The data comes primarily from The Treasury of Scripture Knowledge (TSK) but blends other data, including the Topical Bible and Twitter Bible Search. All the copies of TSK on the web seem to descend from one source; I did some basic cleaning of the data and extracted the references. Then I blended the other data to weight some cross references more highly than others—that’s where the initial vote counts come from. (Incidentally, I only count around 380,000 cross references in TSK, lower than the usual count of 500,000 cross references you find when people talk about TSK. The lower number of cross references on this site–340,000–comes mostly from removing duplicates and combining adjacent verses.)

The 340,000 cross references in this data are a substantial number–most cross reference systems in print Bibles contain 50,000-100,000 cross references.

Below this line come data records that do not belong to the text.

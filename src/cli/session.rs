//! Runs the category selector on a terminal on behalf of a transaction form.

use std::io::{self, Stdout, Write};

use crossterm::{
    cursor,
    event::{self, KeyCode},
    terminal::{self, ClearType},
    ExecutableCommand, QueueableCommand,
};
use tracing::warn;

use crate::catalog::CategoryCatalog;
use crate::cli::output;
use crate::cli::ui::{
    navigation::{self, PickerInput},
    paint,
    terminal_guard::{MouseCaptureGuard, RawModeGuard},
    test_mode, PaintedSelector, RowTarget, UiStyle,
};
use crate::config::PickerConfig;
use crate::domain::Category;
use crate::errors::Result;
use crate::form::TransactionForm;
use crate::selector::{CategorySelector, SelectorKey, SelectorResponse, SelectorView};

#[derive(Debug, Clone, PartialEq)]
pub enum PickOutcome {
    Picked(Category),
    Escaped,
}

pub struct PickerSession<'a> {
    form: &'a mut TransactionForm,
    catalog: &'a mut CategoryCatalog,
    selector: CategorySelector,
    style: UiStyle,
    placeholder: String,
    painted: PaintedSelector,
    origin_row: u16,
    notice: Option<String>,
    interactive: bool,
}

impl<'a> PickerSession<'a> {
    pub fn new(
        form: &'a mut TransactionForm,
        catalog: &'a mut CategoryCatalog,
        config: &PickerConfig,
    ) -> Self {
        Self {
            form,
            catalog,
            selector: CategorySelector::new(),
            style: UiStyle::detect(config.plain_mode),
            placeholder: config.placeholder.clone(),
            painted: PaintedSelector::default(),
            origin_row: 0,
            notice: None,
            interactive: false,
        }
    }

    pub fn with_style(mut self, style: UiStyle) -> Self {
        self.style = style;
        self
    }

    pub fn selector(&self) -> &CategorySelector {
        &self.selector
    }

    pub fn view(&self) -> SelectorView {
        self.selector.view(&*self.form, &self.placeholder)
    }

    /// Layout of the last paint; mouse rows are resolved against it.
    pub fn painted(&self) -> &PaintedSelector {
        &self.painted
    }

    /// Error from the last failed creation, shown under the widget.
    pub fn notice(&self) -> Option<&str> {
        self.notice.as_deref()
    }

    /// Focuses the selector and lays it out for the first input.
    pub fn begin(&mut self) {
        self.selector.focus();
        self.repaint();
    }

    /// Uses the scripted keys when test mode is on, the terminal otherwise.
    pub fn run(&mut self) -> Result<PickOutcome> {
        if let Some(keys) = test_mode::next_selector_events("category") {
            return Ok(self.run_simulated(&keys));
        }
        self.run_interactive()
    }

    pub fn run_simulated(&mut self, keys: &[KeyCode]) -> PickOutcome {
        self.interactive = false;
        self.begin();
        for key in keys {
            if let Some(outcome) = self.apply(navigation::key_input(*key)) {
                return outcome;
            }
        }
        PickOutcome::Escaped
    }

    fn run_interactive(&mut self) -> Result<PickOutcome> {
        let mut raw_mode = RawModeGuard::activate()?;
        let mut stdout = io::stdout();
        let mut mouse_capture = MouseCaptureGuard::activate(&mut stdout)?;
        self.interactive = true;
        self.origin_row = cursor::position()?.1;
        self.begin();

        let outcome = loop {
            self.draw(&mut stdout)?;
            let input = navigation::event_input(event::read()?);
            if let Some(outcome) = self.apply(input) {
                break outcome;
            }
        };

        self.clear(&mut stdout)?;
        mouse_capture.deactivate();
        raw_mode.deactivate();
        Ok(outcome)
    }

    /// Feeds one input to the selector and reports whether the session is
    /// finished. Rows of later mouse inputs refer to the layout painted here.
    pub fn apply(&mut self, input: PickerInput) -> Option<PickOutcome> {
        if matches!(
            input,
            PickerInput::Char(_) | PickerInput::Backspace | PickerInput::Esc
        ) {
            self.notice = None;
        }
        let response = match input {
            PickerInput::Up => self.selector.handle_key(SelectorKey::Up, &mut *self.form),
            PickerInput::Down => self.selector.handle_key(SelectorKey::Down, &mut *self.form),
            PickerInput::Enter => self.selector.handle_key(SelectorKey::Enter, &mut *self.form),
            PickerInput::Esc => self.selector.handle_key(SelectorKey::Esc, &mut *self.form),
            PickerInput::Char(ch) => {
                self.selector.push_char(ch);
                SelectorResponse::Handled
            }
            PickerInput::Backspace => {
                self.selector.backspace();
                SelectorResponse::Handled
            }
            PickerInput::Interrupt => return Some(PickOutcome::Escaped),
            PickerInput::Click { row } => self.click(row),
            PickerInput::Hover { row } => self.hover(row),
            PickerInput::Resize | PickerInput::Unknown => {
                self.selector.handle_key(SelectorKey::Other, &mut *self.form)
            }
        };
        let outcome = self.settle(response);
        if outcome.is_none() {
            self.repaint();
        }
        outcome
    }

    fn settle(&mut self, response: SelectorResponse) -> Option<PickOutcome> {
        match response {
            SelectorResponse::Selected(_) => {
                self.notice = None;
                self.form.selected_category().cloned().map(PickOutcome::Picked)
            }
            SelectorResponse::CreateRequested(_) => {
                match self.form.resolve_pending_category(&mut *self.catalog) {
                    Ok(created) => created.map(PickOutcome::Picked),
                    Err(err) => {
                        warn!(error = %err, "category could not be created");
                        if !self.interactive {
                            output::error(&err);
                        }
                        self.notice = Some(err.to_string());
                        None
                    }
                }
            }
            SelectorResponse::Released => Some(PickOutcome::Escaped),
            SelectorResponse::Handled | SelectorResponse::Ignored => None,
        }
    }

    fn line_at(&self, row: u16) -> Option<RowTarget> {
        let line = row.checked_sub(self.origin_row)?;
        self.painted.target_at(usize::from(line))
    }

    fn click(&mut self, row: u16) -> SelectorResponse {
        match self.line_at(row) {
            Some(RowTarget::Option(index)) => self.selector.click_option(index, &mut *self.form),
            Some(RowTarget::Create(_)) => self.selector.click_create(&mut *self.form),
            Some(RowTarget::Input) => {
                self.selector.focus();
                SelectorResponse::Handled
            }
            Some(RowTarget::Decoration | RowTarget::Error) => SelectorResponse::Handled,
            None => self.selector.pointer_down_outside(),
        }
    }

    fn hover(&mut self, row: u16) -> SelectorResponse {
        match self.line_at(row) {
            Some(RowTarget::Option(index) | RowTarget::Create(index)) => {
                self.selector.hover(index, &*self.form)
            }
            _ => SelectorResponse::Ignored,
        }
    }

    fn repaint(&mut self) {
        let mut painted = paint(&self.view(), &self.style);
        if let Some(notice) = &self.notice {
            painted.push(RowTarget::Error, self.style.apply_error_style(notice));
        }
        self.painted = painted;
    }

    fn draw(&mut self, stdout: &mut Stdout) -> io::Result<()> {
        let painted = &self.painted;
        stdout.queue(cursor::MoveTo(0, self.origin_row))?;
        stdout.queue(terminal::Clear(ClearType::FromCursorDown))?;
        write!(stdout, "{}", painted.lines.join("\r\n"))?;
        stdout.flush()?;

        // Writing past the bottom of the screen scrolls it, so re-derive where
        // the first line ended up.
        let (_, end_row) = cursor::position()?;
        let extra_lines = u16::try_from(painted.lines.len().saturating_sub(1)).unwrap_or(u16::MAX);
        self.origin_row = end_row.saturating_sub(extra_lines);

        let input_column = self.style.search_icon.chars().count()
            + self.selector.search_text().chars().count();
        stdout.execute(cursor::MoveTo(
            u16::try_from(input_column).unwrap_or(u16::MAX),
            self.origin_row,
        ))?;
        Ok(())
    }

    fn clear(&mut self, stdout: &mut Stdout) -> io::Result<()> {
        stdout.queue(cursor::MoveTo(0, self.origin_row))?;
        stdout.queue(terminal::Clear(ClearType::FromCursorDown))?;
        stdout.flush()
    }
}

While this list is more comprehensive, the tradeoff is that some of the cross references are less relevant than you find in print Bibles. As people use this site, however, the most-relevant verses should rise to the top.

The main limitation to the data is that the cross references always point from a single verse rather than from a range of verses: in other words, from Matthew 5:3 instead of from Matthew 5:3-11. Broader cross references—references that apply to a complete passage—are therefore missing from the data, limiting its usefulness somewhat.

The lack of an open, high-quality source of Bible cross references on the web has always bewildered me. This project is an attempt to remedy that deficiency. Feel free to download the raw cross-reference data (2 MB .zip, updated regularly with the latest vote counts) and use it in your projects.

Update April 12, 2010: Fred Sanders at Scriptorium Daily has a great introduction to the Treasury of Scripture Knowledge if you want more background on this work.